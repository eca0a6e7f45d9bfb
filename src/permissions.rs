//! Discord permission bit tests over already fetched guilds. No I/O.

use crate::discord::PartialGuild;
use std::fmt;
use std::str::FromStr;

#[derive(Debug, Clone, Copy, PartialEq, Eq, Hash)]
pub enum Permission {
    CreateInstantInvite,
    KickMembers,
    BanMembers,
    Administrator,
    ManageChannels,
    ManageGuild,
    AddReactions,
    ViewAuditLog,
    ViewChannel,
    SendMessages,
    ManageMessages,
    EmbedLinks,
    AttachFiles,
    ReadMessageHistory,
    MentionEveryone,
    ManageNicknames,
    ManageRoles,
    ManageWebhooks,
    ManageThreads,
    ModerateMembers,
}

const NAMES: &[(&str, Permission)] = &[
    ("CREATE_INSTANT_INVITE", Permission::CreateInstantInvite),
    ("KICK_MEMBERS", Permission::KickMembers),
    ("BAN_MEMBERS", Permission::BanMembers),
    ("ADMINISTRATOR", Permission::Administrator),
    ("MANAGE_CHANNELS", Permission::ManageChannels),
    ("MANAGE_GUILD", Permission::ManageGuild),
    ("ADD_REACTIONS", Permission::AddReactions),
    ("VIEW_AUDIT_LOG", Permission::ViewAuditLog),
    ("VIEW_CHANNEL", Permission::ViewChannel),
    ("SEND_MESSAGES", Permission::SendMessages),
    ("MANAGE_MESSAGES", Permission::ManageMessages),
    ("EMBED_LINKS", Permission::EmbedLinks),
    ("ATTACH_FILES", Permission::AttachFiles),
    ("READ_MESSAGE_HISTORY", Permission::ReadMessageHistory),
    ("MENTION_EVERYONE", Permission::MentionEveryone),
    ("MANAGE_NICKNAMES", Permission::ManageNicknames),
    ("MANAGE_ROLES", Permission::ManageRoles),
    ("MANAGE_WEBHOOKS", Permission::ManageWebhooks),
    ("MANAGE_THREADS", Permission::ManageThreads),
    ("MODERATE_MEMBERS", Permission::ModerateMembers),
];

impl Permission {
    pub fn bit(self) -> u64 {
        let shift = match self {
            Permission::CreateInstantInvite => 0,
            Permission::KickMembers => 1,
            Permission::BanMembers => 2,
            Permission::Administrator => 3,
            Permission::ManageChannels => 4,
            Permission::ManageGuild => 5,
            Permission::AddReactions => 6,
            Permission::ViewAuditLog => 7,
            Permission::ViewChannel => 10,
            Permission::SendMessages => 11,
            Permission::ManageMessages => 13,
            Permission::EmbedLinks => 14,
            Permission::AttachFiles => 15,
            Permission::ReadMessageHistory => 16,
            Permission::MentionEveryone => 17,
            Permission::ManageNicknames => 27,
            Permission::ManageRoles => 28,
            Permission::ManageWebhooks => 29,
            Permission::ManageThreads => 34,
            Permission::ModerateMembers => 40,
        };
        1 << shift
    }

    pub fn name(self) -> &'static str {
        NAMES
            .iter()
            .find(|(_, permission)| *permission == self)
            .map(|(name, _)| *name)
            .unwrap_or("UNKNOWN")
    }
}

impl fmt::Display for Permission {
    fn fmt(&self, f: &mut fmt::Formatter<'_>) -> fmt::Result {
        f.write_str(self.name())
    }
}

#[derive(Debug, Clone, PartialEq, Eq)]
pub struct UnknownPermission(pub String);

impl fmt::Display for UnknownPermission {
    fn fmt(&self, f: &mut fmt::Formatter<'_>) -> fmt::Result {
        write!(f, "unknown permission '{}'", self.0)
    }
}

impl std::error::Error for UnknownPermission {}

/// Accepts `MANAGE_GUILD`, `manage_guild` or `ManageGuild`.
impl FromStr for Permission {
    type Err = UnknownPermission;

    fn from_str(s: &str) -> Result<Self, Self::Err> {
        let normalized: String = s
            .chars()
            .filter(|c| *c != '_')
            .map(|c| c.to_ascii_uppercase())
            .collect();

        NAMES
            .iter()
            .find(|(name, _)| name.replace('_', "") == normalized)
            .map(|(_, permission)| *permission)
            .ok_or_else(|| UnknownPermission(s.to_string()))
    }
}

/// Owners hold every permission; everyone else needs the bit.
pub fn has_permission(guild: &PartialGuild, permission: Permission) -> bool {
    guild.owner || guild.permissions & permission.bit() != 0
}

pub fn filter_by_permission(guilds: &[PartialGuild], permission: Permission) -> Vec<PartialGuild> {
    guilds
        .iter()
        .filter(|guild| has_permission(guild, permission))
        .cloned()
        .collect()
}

----

(Activity):
Search the material for the word "ReadMessageHistory" and copy each line where it occurs.

(Reply):
    ReadMessageHistory,
    ("READ_MESSAGE_HISTORY", Permission::ReadMessageHistory),
            Permission::ReadMessageHistory => 16,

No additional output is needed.